Günümüzün aşılması gereken önde gelen zorluklarından bir de küresel kirlilik.
Kirlilik insan ve diğer canlıların hayatta kalmaları için elzem olan temel kaynaklara zarar vererek kullanılmaz duruma getiriyor.
Beklenen faydanın ve ekonomik değerinin azalmasına ve yok olmasına neden oluyor…
Ülkelerin gelişme ve kalkınmalarına paralel olarak kırsal kesimin giderek şehirlere akın etmesinin devam etmesi toplu taşımacılıkta bir yandan artan yolcu sayısına cevap vermeye çalışılırken, diğer yandan da fosil yakıt kullanan araçların şehir yaşamına verdiği ağır çevre şartlarını hafifletmek için mücadele ediliyor.
Dolayısıyla dünyanın büyük şehir yönetimleri insan sağlığını tehlikeye atan bu kötü gelişmenin üstesinden gelmek için çeşitli tedbirler alıp, yeni düzenlemeler yapıyor; artan toplu taşıma ihtiyacını karşılamak için ulaşım yollarını çeşitlendirerek çözüm bulmaya çalışıyor
Bu arada yoğun taşımacılığın çevreye verdiği kirliliğin zorluklarını aşmaya çalışıyor.
Fosil yakıtların saldığı sera gazlarını azaltacak yeni teknolojiler, yeni buluşlar sürekli olarak uygulamada yerini alıyor. Zararlı gazların etkilerini azaltmak ve hatta sıfır karbon seviyesine düşürmek için gelecek projeksiyonları yapılıyor.
Günümüzde artan şehirleşme nedeniyle bütün dünyada bu sıkıntı etkisini artan bir şekilde gösteriyor. Özellikle Çin gibi yüksek kalkınma hızına sahip ülkelerde kirliliğin ağır etkisi gözlemleniyor.
Bunun en temiz çözüm yollarından biriyse çevreyi kirletmeyen yeşil araçların sayısını artırmak şeklinde düşünülüyor.
Bu düşünce ile elektrikli araçların giderek artan bir şekilde trafiğe girmesini sağlamakla olacağı öngörülüyor.

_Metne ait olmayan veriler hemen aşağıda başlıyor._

//! Command mount: name lookup, prefix parsing and rank checks.

use std::path::{Path, PathBuf};
use std::sync::Arc;

use indexmap::IndexMap;
use tracing::{debug, info};

use gab_types::Rank;

use crate::{Command, CommandError};

/// A registered command and the plugin file it came from.
#[derive(Clone)]
pub struct MountedCommand {
    pub command: Arc<dyn Command>,
    pub file: PathBuf,
}

impl std::fmt::Debug for MountedCommand {
    fn fmt(&self, f: &mut std::fmt::Formatter<'_>) -> std::fmt::Result {
        f.debug_struct("MountedCommand")
            .field("name", &self.command.name())
            .field("rank", &self.command.rank())
            .field("file", &self.file)
            .finish()
    }
}

/// Commands keyed by lowercase name, in mount order.
#[derive(Debug)]
pub struct CommandRegistry {
    prefix: String,
    commands: IndexMap<String, MountedCommand>,
}

impl CommandRegistry {
    pub fn new(prefix: impl Into<String>) -> Self {
        Self {
            prefix: prefix.into(),
            commands: IndexMap::new(),
        }
    }

    pub fn prefix(&self) -> &str {
        &self.prefix
    }

    /// Mount a command. A command of the same name is replaced.
    pub fn register(&mut self, command: Arc<dyn Command>, file: &Path) {
        let name = command.name().to_lowercase();
        info!(command = %name, rank = %command.rank(), file = %file.display(), "Command registered");
        let mounted = MountedCommand {
            command,
            file: file.to_path_buf(),
        };
        if self.commands.insert(name, mounted).is_some() {
            debug!("Replaced an existing command of the same name");
        }
    }

    pub fn unregister(&mut self, name: &str) -> bool {
        self.commands.shift_remove(&name.to_lowercase()).is_some()
    }

    /// Drop every command mounted from `file`. Returns how many were removed.
    pub fn unregister_file(&mut self, file: &Path) -> usize {
        let before = self.commands.len();
        self.commands.retain(|_, mounted| mounted.file != file);
        before - self.commands.len()
    }

    pub fn get(&self, name: &str) -> Option<&MountedCommand> {
        self.commands.get(&name.to_lowercase())
    }

    pub fn names(&self) -> impl Iterator<Item = &str> {
        self.commands.keys().map(String::as_str)
    }

    pub fn len(&self) -> usize {
        self.commands.len()
    }

    pub fn is_empty(&self) -> bool {
        self.commands.is_empty()
    }

    /// Split `<prefix><name> <args>` into name and trimmed args.
    /// `None` if the line does not start with the prefix or names nothing.
    pub fn parse<'l>(&self, line: &'l str) -> Option<(&'l str, &'l str)> {
        let rest = line.trim_start().strip_prefix(self.prefix.as_str())?;
        let (name, args) = match rest.split_once(char::is_whitespace) {
            Some((name, args)) => (name, args.trim()),
            None => (rest.trim_end(), ""),
        };
        (!name.is_empty()).then_some((name, args))
    }

    /// Find `name` and check that `rank` may run it.
    pub fn resolve(&self, name: &str, rank: Rank) -> Result<Arc<dyn Command>, CommandError> {
        let mounted = self
            .get(name)
            .ok_or_else(|| CommandError::Unknown(name.to_lowercase()))?;
        let required = mounted.command.rank();
        if rank < required {
            return Err(CommandError::Forbidden {
                command: mounted.command.name().to_string(),
                required,
            });
        }
        Ok(Arc::clone(&mounted.command))
    }

    /// `name - help` lines for every command `rank` may run.
    pub fn help_for(&self, rank: Rank) -> Vec<String> {
        self.commands
            .iter()
            .filter(|(_, mounted)| mounted.command.rank() <= rank)
            .map(|(name, mounted)| match mounted.command.help() {
                "" => name.clone(),
                help => format!("{name} - {help}"),
            })
            .collect()
    }
}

Bugün dünyada otobüs üreten firmalar bu sorunu halletmek için elektrikli otobüslerin üretimine ağırlık vermeye başladı.
Büyük şehirler toplu taşımacılıkta kullanılan elektrikli otobüs filolarını artırma teşebbüsünde bulunuyorlar. Şimdilik kısa mesafelerde çalışma imkânı bulan elektrikli otobüslerin gelecek yıllarda çevreci olmaları nedeniyle pazarda paylarının giderek artması bekleniyor.
Böylece elektrikli otobüs üretiminin artışı kaçınılmaz gibi görünüyor gelecek yıllarda.

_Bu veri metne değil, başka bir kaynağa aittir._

//! Standard locations of the bot's event pipeline.
//!
//! Inbound events fire three locations in turn: `pre_*`, the plain one and
//! `post_*`. Outbound text fires one of the `send_*` locations.

use gab_types::{HookEvent, PresenceShow, SubscriptionKind};

use crate::registry::{LocationSpec, Locations};

pub const INITIALIZERS: &str = "initializers";
pub const SEND_TO: &str = "send_to";
pub const SEND_TO_ALL: &str = "send_to_all";
pub const SEND_MSG_PER_MSG: &str = "send_msg_per_msg";
pub const SEND_MSG_PER_USER: &str = "send_msg_per_user";
pub const SEND_MSG_PER_RESOURCE: &str = "send_msg_per_resource";

pub const EV_MSG: &str = "ev_msg";
pub const EV_IQ: &str = "ev_iq";
pub const EV_ONLINE: &str = "ev_online";
pub const EV_AWAY: &str = "ev_away";
pub const EV_CHAT: &str = "ev_chat";
pub const EV_DND: &str = "ev_dnd";
pub const EV_XA: &str = "ev_xa";
pub const EV_UNAVAILABLE: &str = "ev_unavailable";
pub const EV_SUBSCRIBE: &str = "ev_subscribe";
pub const EV_SUBSCRIBED: &str = "ev_subscribed";
pub const EV_UNSUBSCRIBE: &str = "ev_unsubscribe";
pub const EV_UNSUBSCRIBED: &str = "ev_unsubscribed";

const SEND_LOCATIONS: [(&str, &str); 6] = [
    (INITIALIZERS, "Fired once after start-up. Receives the startup event."),
    (
        SEND_TO,
        "Fired for messages sent to a single user. Receives the outgoing text. Consume: drop the message.",
    ),
    (
        SEND_TO_ALL,
        "Fired for messages broadcast to all users. Receives the outgoing text. Consume: drop the message.",
    ),
    (
        SEND_MSG_PER_MSG,
        "Fired once for every message sent. Consume: drop the message.",
    ),
    (
        SEND_MSG_PER_USER,
        "Fired once for every user a message is sent to. Receives the recipient and the message. \
         Consume: drop the message for that user.",
    ),
    (
        SEND_MSG_PER_RESOURCE,
        "Fired once for every resource a message is sent to. Receives recipient, resource and \
         message. Consume: drop the message for that resource.",
    ),
];

const EVENT_LOCATIONS: [(&str, &str); 12] = [
    (EV_MSG, "Fired for every message received. Receives the sender and the message. Consume: do not process the message further."),
    (EV_IQ, "Fired for every iq received. Receives the sender and the iq. Consume: do not process the iq further."),
    (EV_ONLINE, "Fired for every online presence notification. Consume: stop further processing."),
    (EV_AWAY, "Fired for every away presence notification. Consume: stop further processing."),
    (EV_CHAT, "Fired for every chat presence notification. Consume: stop further processing."),
    (EV_DND, "Fired for every do-not-disturb presence notification. Consume: stop further processing."),
    (EV_XA, "Fired for every extended-away presence notification. Consume: stop further processing."),
    (EV_UNAVAILABLE, "Fired for every unavailable notification. Consume: stop further processing."),
    (EV_SUBSCRIBE, "Fired for every subscription request. Consume: stop further processing."),
    (EV_SUBSCRIBED, "Fired for every subscription approval. Consume: stop further processing."),
    (EV_UNSUBSCRIBE, "Fired for every unsubscription request. Consume: stop further processing."),
    (EV_UNSUBSCRIBED, "Fired for every subscription revocation. Consume: stop further processing."),
];

/// Where in the pre/main/post triple a location sits.
#[derive(Debug, Clone, Copy, PartialEq, Eq)]
pub enum Stage {
    Pre,
    Main,
    Post,
}

/// Name of the location for `base` at `stage`, e.g. `pre_ev_msg`.
pub fn staged(base: &str, stage: Stage) -> String {
    match stage {
        Stage::Pre => format!("pre_{base}"),
        Stage::Main => base.to_string(),
        Stage::Post => format!("post_{base}"),
    }
}

/// Every standard location, in pipeline order.
pub fn standard_locations() -> Vec<LocationSpec> {
    let mut specs: Vec<LocationSpec> = SEND_LOCATIONS
        .iter()
        .map(|(name, doc)| LocationSpec::new(*name).doc(*doc))
        .collect();
    for (base, doc) in EVENT_LOCATIONS {
        specs.push(LocationSpec::new(staged(base, Stage::Pre)));
        specs.push(LocationSpec::new(base).doc(doc));
        specs.push(LocationSpec::new(staged(base, Stage::Post)));
    }
    specs
}

/// Base inbound location for an event, if it is an inbound event.
pub fn event_location(event: &HookEvent) -> Option<&'static str> {
    let name = match event {
        HookEvent::Message { .. } => EV_MSG,
        HookEvent::Iq { .. } => EV_IQ,
        HookEvent::Presence { show, .. } => match show {
            PresenceShow::Online => EV_ONLINE,
            PresenceShow::Away => EV_AWAY,
            PresenceShow::Chat => EV_CHAT,
            PresenceShow::Dnd => EV_DND,
            PresenceShow::Xa => EV_XA,
            PresenceShow::Unavailable => EV_UNAVAILABLE,
        },
        HookEvent::Subscription { kind, .. } => match kind {
            SubscriptionKind::Subscribe => EV_SUBSCRIBE,
            SubscriptionKind::Subscribed => EV_SUBSCRIBED,
            SubscriptionKind::Unsubscribe => EV_UNSUBSCRIBE,
            SubscriptionKind::Unsubscribed => EV_UNSUBSCRIBED,
        },
        HookEvent::Startup | HookEvent::Outgoing { .. } => return None,
    };
    Some(name)
}

/// The pre/main/post locations an inbound event fires, in order.
pub fn pipeline_for(event: &HookEvent) -> Option<[String; 3]> {
    let base = event_location(event)?;
    Some([
        staged(base, Stage::Pre),
        base.to_string(),
        staged(base, Stage::Post),
    ])
}

impl<E> Locations<E> {
    /// A registry with every standard location declared.
    pub fn with_standard_locations() -> Self {
        let locations = Self::new();
        for spec in standard_locations() {
            let registered = locations.register_location(spec);
            debug_assert!(registered.is_ok(), "catalog names are unique: {registered:?}");
        }
        locations
    }
}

Bu nedenle ülkemizin otobüs üretiminde sahip olduğu tecrübe, birikim ve kapasite göz önünde bulundurulursa, ülkemiz bu alanda rekabet edebilir şansa sahip.
Bu gelişme ülkemiz otobüs sektörü için takip edilmesi ve bu yeni pazarı değerlendirerek böylece pazardan mümkün olduğu kadar payını artırma çaba ve arayışını gündeme getiriyor.
Yapılan bir araştırmaya göre son yıllarda Türk otobüs firmalarının Avrupa ülkelerinde kayda değer bir pazar payı edinme yolunda olduğu, böylece sektör üreticileri küresel pazarlarda hibrid-elektrikli ve elektrikli otobüslerle bu paylarını daha da artırma şansını elde edebilirler.